Elle est presque née en même temps que moi. Cela a été un déclic quand j’étais enfant, je devais avoir entre 5 et 6 ans. Je suis tombé sur une pièce de théâtre à la télévision qui est encore gravée dans ma tête à l’heure actuelle. C’est une pièce de Ray Cooney, un auteur britannique de vaudevilles (qu’on appelle également le Feydeau anglais). Cette pièce c'est One for the Pot. Dans la version française, la pièce s'intitule Trois Partout, est adaptée par Pierre Mondy. C’était joué par Michel Leeb (qui jouait trois personnages), Gérard Hernandez, Francis Lax, Christian Pereira, Charlotte Kady. J’ai été subjugué par Michel Leeb qui jouait trois rôles pendant 2h20 non-stop ! Il jouait 3 personnages, 3 frères jumeaux. La cadence, l’humour et tout ça, m’ont scotché. Cette pièce-là est restée gravée dans ma mémoire. Et je me suis dit « je veux faire ça ! ».

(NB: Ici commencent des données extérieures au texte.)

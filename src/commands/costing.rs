// Copyright (c) 2025 Soumyadip Sarkar.
// All rights reserved.
//
// This source code is licensed under the license found in the
// LICENSE file in the root directory of this source tree.

use crate::costing::{Action, CategorySummary, CostCategory, CostingSnapshot, apply};
use crate::db::{load_draft, store_draft_inputs};
use crate::models::MaterialType;
use crate::utils::{get_currency, id_for_quotation, maybe_print_json, pretty_table};
use anyhow::{Context, Result};
use chrono::Utc;
use comfy_table::Table;
use rusqlite::{Connection, params};
use rust_decimal::Decimal;

pub fn handle(conn: &Connection, m: &clap::ArgMatches) -> Result<()> {
    match m.subcommand() {
        Some(("summary", sub)) => summary(conn, sub)?,
        Some(("margin", sub)) => {
            let category = sub
                .get_one::<String>("category")
                .unwrap()
                .parse::<CostCategory>()?;
            let raw = sub.get_one::<String>("value").unwrap().clone();
            edit(conn, sub, Action::EditMargin { category, raw })?
        }
        Some(("gst", sub)) => {
            let bucket = sub
                .get_one::<String>("bucket")
                .unwrap()
                .parse::<MaterialType>()?;
            let raw = sub.get_one::<String>("value").unwrap().clone();
            edit(conn, sub, Action::EditGst { bucket, raw })?
        }
        Some(("save", sub)) => save(conn, sub)?,
        Some(("history", sub)) => history(conn, sub)?,
        _ => {}
    }
    Ok(())
}

pub fn snapshot_for(conn: &Connection, quote: &str) -> Result<CostingSnapshot> {
    let qid = id_for_quotation(conn, quote)?;
    let snapshot = load_draft(conn, qid)?
        .snapshot()
        .with_context(|| format!("Cost quotation '{}'", quote))?;
    Ok(snapshot)
}

fn summary(conn: &Connection, sub: &clap::ArgMatches) -> Result<()> {
    let quote = sub.get_one::<String>("quote").unwrap().trim();
    let snapshot = snapshot_for(conn, quote)?;
    if !maybe_print_json(sub.get_flag("json"), sub.get_flag("jsonl"), &snapshot)? {
        print_snapshot(&snapshot, &get_currency(conn)?);
    }
    Ok(())
}

/// Apply one percentage edit. The summary is printed either way; a rejected
/// edit leaves the stored value alone and is returned as the error.
fn edit(conn: &Connection, sub: &clap::ArgMatches, action: Action) -> Result<()> {
    let quote = sub.get_one::<String>("quote").unwrap().trim();
    let qid = id_for_quotation(conn, quote)?;
    let draft = load_draft(conn, qid)?;
    let transition = apply(&draft, action);
    let snapshot = transition
        .draft
        .snapshot()
        .with_context(|| format!("Cost quotation '{}'", quote))?;
    if transition.error.is_none() {
        store_draft_inputs(conn, qid, &transition.draft)?;
        tracing::info!(quotation = quote, "costing inputs updated");
    }
    print_snapshot(&snapshot, &get_currency(conn)?);
    match transition.error {
        Some(e) => Err(e.into()),
        None => Ok(()),
    }
}

fn money(d: Decimal) -> String {
    format!("{:.2}", d.round_dp(2))
}

pub fn summary_table(snapshot: &CostingSnapshot) -> Table {
    let (sup, lab, sitc) = (
        snapshot.summary(CostCategory::Supply),
        snapshot.summary(CostCategory::Labour),
        snapshot.summary(CostCategory::Sitc),
    );
    let line = |label: &str, f: fn(&CategorySummary) -> Decimal| {
        vec![label.to_string(), money(f(sup)), money(f(lab)), money(f(sitc))]
    };
    let rows = vec![
        line("Own Amount", |s| s.own_amount),
        line("Overheads %", |s| s.overheads_percentage),
        line("Overheads Amount", |s| s.overheads_amount),
        line("Sub Total", |s| s.sub_total),
        // SITC margin % is derived, shown in brackets
        vec![
            "Margin %".to_string(),
            money(sup.margin_percentage),
            money(lab.margin_percentage),
            format!("({})", money(sitc.margin_percentage)),
        ],
        line("Margin Amount", |s| s.margin_amount),
        line("Selling Amount", |s| s.selling_amount),
        vec![
            "MF".to_string(),
            format!("{:.4}", sup.mf.round_dp(4)),
            format!("{:.4}", lab.mf.round_dp(4)),
            format!("{:.4}", sitc.mf.round_dp(4)),
        ],
    ];
    let headers = [
        "",
        CostCategory::Supply.label(),
        CostCategory::Labour.label(),
        CostCategory::Sitc.label(),
    ];
    pretty_table(&headers, rows)
}

pub fn gst_table(snapshot: &CostingSnapshot) -> Table {
    let fc = &snapshot.final_costing;
    let mut rows: Vec<Vec<String>> = MaterialType::ALL
        .iter()
        .map(|m| {
            vec![
                m.to_string(),
                fc.grouped_items.bucket(*m).items.len().to_string(),
                money(fc.amount_for(*m)),
                money(snapshot.gst_rates.rate_for(*m)),
                money(fc.with_gst_for(*m)),
            ]
        })
        .collect();
    rows.push(vec![
        "TOTAL".into(),
        String::new(),
        money(fc.total_without_gst),
        money(fc.total_gst_amount),
        money(fc.total_with_gst),
    ]);
    pretty_table(
        &["Bucket", "Items", "Amount", "GST % / GST", "With GST"],
        rows,
    )
}

pub fn print_snapshot(snapshot: &CostingSnapshot, ccy: &str) {
    println!("Costing summary ({})", ccy);
    println!("{}", summary_table(snapshot));
    println!("GST breakdown ({})", ccy);
    println!("{}", gst_table(snapshot));
}

fn save(conn: &Connection, sub: &clap::ArgMatches) -> Result<()> {
    let quote = sub.get_one::<String>("quote").unwrap().trim();
    let qid = id_for_quotation(conn, quote)?;
    let snapshot = snapshot_for(conn, quote)?;
    let payload = serde_json::to_string(&snapshot)?;
    let saved_at = Utc::now().to_rfc3339();
    conn.execute(
        "INSERT INTO costings(quotation_id, saved_at, payload) VALUES (?1, ?2, ?3)",
        params![qid, saved_at, payload],
    )?;
    tracing::info!(quotation = quote, total_with_gst = %snapshot.final_costing.total_with_gst, "costing saved");
    println!(
        "Saved costing for '{}' (total with GST {})",
        quote,
        money(snapshot.final_costing.total_with_gst)
    );
    Ok(())
}

fn history(conn: &Connection, sub: &clap::ArgMatches) -> Result<()> {
    let quote = sub.get_one::<String>("quote").unwrap().trim();
    let qid = id_for_quotation(conn, quote)?;
    let mut stmt = conn.prepare(
        "SELECT id, saved_at, payload FROM costings WHERE quotation_id=?1 ORDER BY id DESC",
    )?;
    let rows = stmt.query_map(params![qid], |r| {
        Ok((
            r.get::<_, i64>(0)?,
            r.get::<_, String>(1)?,
            r.get::<_, String>(2)?,
        ))
    })?;
    let mut data = Vec::new();
    for row in rows {
        let (id, saved_at, payload) = row?;
        let snap: CostingSnapshot = serde_json::from_str(&payload)
            .with_context(|| format!("Invalid saved costing #{}", id))?;
        data.push(vec![
            id.to_string(),
            saved_at,
            money(snap.sitc_summary.selling_amount),
            money(snap.final_costing.total_without_gst),
            money(snap.final_costing.total_with_gst),
        ]);
    }
    println!(
        "{}",
        pretty_table(
            &["#", "Saved", "Selling (SITC)", "Without GST", "With GST"],
            data
        )
    );
    Ok(())
}
// Copyright (c) AlphaVelocity.
// All rights reserved.
//
// This source code is licensed under the license found in the
// LICENSE file in the root directory of this source tree.

pub mod quotes;
pub mod specs;
pub mod items;
pub mod importer;
pub mod costing;
pub mod exporter;
pub mod settings;
pub mod doctor;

Ma plus belle expérience théâtrale en tant que comédien, c’était des textes de Molière en tenue d’époque au Château de Vaux-le-Vicomte, dans les jardins, dans une reconstitution historique sur deux jours, devant 5000 personnes. Alors que je venais de commencer mes cours de théâtre depuis trois mois, un des profs m’a proposé d’intégrer ces représentations.
En fait, au début, je voulais être comédien, je voulais jouer la comédie. J’ai fait des cours de théâtre pendant trois ans. Ma plus belle expérience théâtrale en tant que comédien, c’était des textes de Molière en tenue d’époque au Château de Vaux-le-Vicomte, dans les jardins, dans une reconstitution historique sur deux jours, devant 5000 personnes. Alors que je venais de commencer mes cours de théâtre depuis trois mois, un des profs m’a proposé d’intégrer ces représentations et j’ai joué du Molière avec des professionnels dans le jardin d’un château, avec un costume de laquais, et la grosse perruque. C’était des reconstitutions des fêtes de Nicolas Fouquet.

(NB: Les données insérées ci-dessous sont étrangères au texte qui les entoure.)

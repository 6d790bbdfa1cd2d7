// Copyright (c) 2025 Soumyadip Sarkar.
// All rights reserved.
//
// This source code is licensed under the license found in the
// LICENSE file in the root directory of this source tree.

use rust_decimal::Decimal;
use thiserror::Error;

/// Why a raw percentage string was refused.
#[derive(Debug, Clone, Copy, PartialEq, Eq, Error)]
pub enum InputRejection {
    #[error("not a number")]
    NotANumber,

    #[error("must not be negative")]
    Negative,

    #[error("must not exceed {0}")]
    AboveMaximum(u32),

    #[error("at most 2 decimal places are allowed")]
    TooManyDecimals,
}

#[derive(Debug, Clone, PartialEq, Eq, Error)]
pub enum CostingError {
    #[error("Invalid margin value '{input}': {reason}")]
    InvalidMarginValue {
        input: String,
        reason: InputRejection,
    },

    #[error("Invalid GST value '{input}': {reason}")]
    InvalidGstValue {
        input: String,
        reason: InputRejection,
    },

    #[error("SITC margin is derived from supply and labour margins and cannot be edited")]
    SitcMarginReadOnly,

    #[error(
        "Unknown material type '{0}' (use HIGH SIDE SUPPLY, LOW SIDE SUPPLY or INSTALLATION)"
    )]
    UnknownMaterialType(String),

    #[error("Unknown cost category '{0}' (use supply, labour or sitc)")]
    UnknownCategory(String),

    #[error("Quantity {0} is negative")]
    NegativeQuantity(Decimal),

    #[error("Amounts are too large to cost (decimal overflow)")]
    AmountOverflow,
}
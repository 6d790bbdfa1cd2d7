// Copyright (c) 2025 Soumyadip Sarkar.
// All rights reserved.
//
// This source code is licensed under the license found in the
// LICENSE file in the root directory of this source tree.

use super::plus;
use crate::error::CostingError;
use crate::models::{LineItem, LineItemSource, MaterialType};
use rust_decimal::Decimal;
use serde::{Deserialize, Serialize};

#[derive(Debug, Clone, Default, PartialEq, Serialize, Deserialize)]
#[serde(rename_all = "camelCase")]
pub struct ItemBucket {
    pub items: Vec<LineItem>,
    pub total_amount: Decimal,
}

impl ItemBucket {
    fn push(&mut self, item: &LineItem) -> Result<(), CostingError> {
        self.total_amount = plus(self.total_amount, item.own_total()?)?;
        self.items.push(item.clone());
        Ok(())
    }
}

/// Line items partitioned by material type.
#[derive(Debug, Clone, Default, PartialEq, Serialize, Deserialize)]
pub struct GroupedItems {
    #[serde(rename = "HIGH SIDE SUPPLY")]
    pub high_side_supply: ItemBucket,
    #[serde(rename = "LOW SIDE SUPPLY")]
    pub low_side_supply: ItemBucket,
    #[serde(rename = "INSTALLATION")]
    pub installation: ItemBucket,
}

impl GroupedItems {
    pub fn bucket(&self, material: MaterialType) -> &ItemBucket {
        match material {
            MaterialType::HighSideSupply => &self.high_side_supply,
            MaterialType::LowSideSupply => &self.low_side_supply,
            MaterialType::Installation => &self.installation,
        }
    }

    fn bucket_mut(&mut self, material: MaterialType) -> &mut ItemBucket {
        match material {
            MaterialType::HighSideSupply => &mut self.high_side_supply,
            MaterialType::LowSideSupply => &mut self.low_side_supply,
            MaterialType::Installation => &mut self.installation,
        }
    }
}

pub fn group_by_material(source: &LineItemSource) -> Result<GroupedItems, CostingError> {
    let mut grouped = GroupedItems::default();
    for item in source.items() {
        grouped.bucket_mut(item.material()).push(item)?;
    }
    Ok(grouped)
}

Au fur à mesure des années, je me suis dit qu’au lieu de jouer la comédie, j'allais écrire sur ceux qui jouent. Même si j’envie ceux qui jouent sur scène, j’écris sincèrement ce que je pense sur eux.
En tant que spectateur, qu’est-ce que tu aimes voir et ressentir au théâtre ?

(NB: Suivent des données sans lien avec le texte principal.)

// Copyright (c) 2025 Soumyadip Sarkar.
// All rights reserved.
//
// This source code is licensed under the license found in the
// LICENSE file in the root directory of this source tree.

use super::grouping::GroupedItems;
use super::{plus, times};
use crate::error::CostingError;
use crate::models::MaterialType;
use rust_decimal::Decimal;
use serde::{Deserialize, Serialize};

pub const DEFAULT_GST_PERCENTAGE: Decimal = Decimal::from_parts(18, 0, 0, false, 0);

#[derive(Debug, Clone, Copy, PartialEq, Eq, Serialize, Deserialize)]
#[serde(rename_all = "camelCase")]
pub struct GstRates {
    pub high_side_supply: Decimal,
    pub low_side_supply: Decimal,
    pub installation: Decimal,
}

impl Default for GstRates {
    fn default() -> Self {
        Self::uniform(DEFAULT_GST_PERCENTAGE)
    }
}

impl GstRates {
    pub fn uniform(rate: Decimal) -> Self {
        Self {
            high_side_supply: rate,
            low_side_supply: rate,
            installation: rate,
        }
    }

    pub fn rate_for(&self, material: MaterialType) -> Decimal {
        match material {
            MaterialType::HighSideSupply => self.high_side_supply,
            MaterialType::LowSideSupply => self.low_side_supply,
            MaterialType::Installation => self.installation,
        }
    }

    pub fn with_rate(mut self, material: MaterialType, rate: Decimal) -> Self {
        match material {
            MaterialType::HighSideSupply => self.high_side_supply = rate,
            MaterialType::LowSideSupply => self.low_side_supply = rate,
            MaterialType::Installation => self.installation = rate,
        }
        self
    }
}

/// Final cost breakdown handed to whatever saves or prints the quotation.
#[derive(Debug, Clone, Default, PartialEq, Serialize, Deserialize)]
#[serde(rename_all = "camelCase")]
pub struct FinalCosting {
    pub grouped_items: GroupedItems,
    pub high_side_amount: Decimal,
    pub low_side_amount: Decimal,
    pub installation_amount: Decimal,
    #[serde(rename = "highSideWithGST")]
    pub high_side_with_gst: Decimal,
    #[serde(rename = "lowSideWithGST")]
    pub low_side_with_gst: Decimal,
    #[serde(rename = "installationWithGST")]
    pub installation_with_gst: Decimal,
    #[serde(rename = "totalWithoutGST")]
    pub total_without_gst: Decimal,
    #[serde(rename = "totalWithGST")]
    pub total_with_gst: Decimal,
    #[serde(rename = "totalGSTAmount")]
    pub total_gst_amount: Decimal,
}

impl FinalCosting {
    pub fn amount_for(&self, material: MaterialType) -> Decimal {
        match material {
            MaterialType::HighSideSupply => self.high_side_amount,
            MaterialType::LowSideSupply => self.low_side_amount,
            MaterialType::Installation => self.installation_amount,
        }
    }

    pub fn with_gst_for(&self, material: MaterialType) -> Decimal {
        match material {
            MaterialType::HighSideSupply => self.high_side_with_gst,
            MaterialType::LowSideSupply => self.low_side_with_gst,
            MaterialType::Installation => self.installation_with_gst,
        }
    }
}

pub fn with_gst(amount: Decimal, gst_percentage: Decimal) -> Result<Decimal, CostingError> {
    let factor = plus(Decimal::ONE, gst_percentage / Decimal::ONE_HUNDRED)?;
    times(amount, factor)
}

pub fn apply_gst(grouped: GroupedItems, rates: &GstRates) -> Result<FinalCosting, CostingError> {
    let high_side_amount = grouped.high_side_supply.total_amount;
    let low_side_amount = grouped.low_side_supply.total_amount;
    let installation_amount = grouped.installation.total_amount;

    let high_side_with_gst = with_gst(high_side_amount, rates.high_side_supply)?;
    let low_side_with_gst = with_gst(low_side_amount, rates.low_side_supply)?;
    let installation_with_gst = with_gst(installation_amount, rates.installation)?;

    let total_without_gst = plus(plus(high_side_amount, low_side_amount)?, installation_amount)?;
    let total_with_gst = plus(plus(high_side_with_gst, low_side_with_gst)?, installation_with_gst)?;

    Ok(FinalCosting {
        grouped_items: grouped,
        high_side_amount,
        low_side_amount,
        installation_amount,
        high_side_with_gst,
        low_side_with_gst,
        installation_with_gst,
        total_without_gst,
        total_with_gst,
        total_gst_amount: total_with_gst - total_without_gst,
    })
}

Il y a un peu de tout. En premier, ça sera des pièces de théâtre, plutôt contemporaines que classiques. Mais, depuis quelques années, je reviens un peu vers le classique selon comment le classique est mis en scène.
Par exemple, en novembre 2018, j’ai vu une pièce de Molière, Le Misanthrope, adaptée par la Compagnie Etincelle, avec tous les personnages principaux mais au 21ème siècle : ils étaient habillés comme nous, avaient des tablettes et téléphones portables, et les dialogues étaient exactement les mêmes que le texte original. Là, j’ai été scotché parce que je découvrais cette pièce d’une autre façon.
J'ai également une préférence pour les comédies car, quand je vais au théâtre, c’est pour me changer les idées. Mais, il faut qu’il y ait du drôle, du drame, des tensions... de tout en fait. Si ce n’est que drôle, cela peut vite me lasser.
Peux-tu nous raconter une anecdote, un moment marquant au théâtre ?
Une pièce qui m’a marqué, c'est la pièce Les Chatouilles, d’Andréa Bescond au Théâtre Antoine. Cette pièce-là est tout sauf une comédie. C’est un drame mais il y a des passages qui sont très drôles.
Quand j’ai vu cette pièce, je me suis pris une énorme claque, à tel point que lorsque je suis sorti de la salle, je tombe sur l’attaché de presse et je lui ai dit : « tu es un enfoiré parce que tu es le premier qui arrive à me faire pleurer avec une pièce de théâtre ».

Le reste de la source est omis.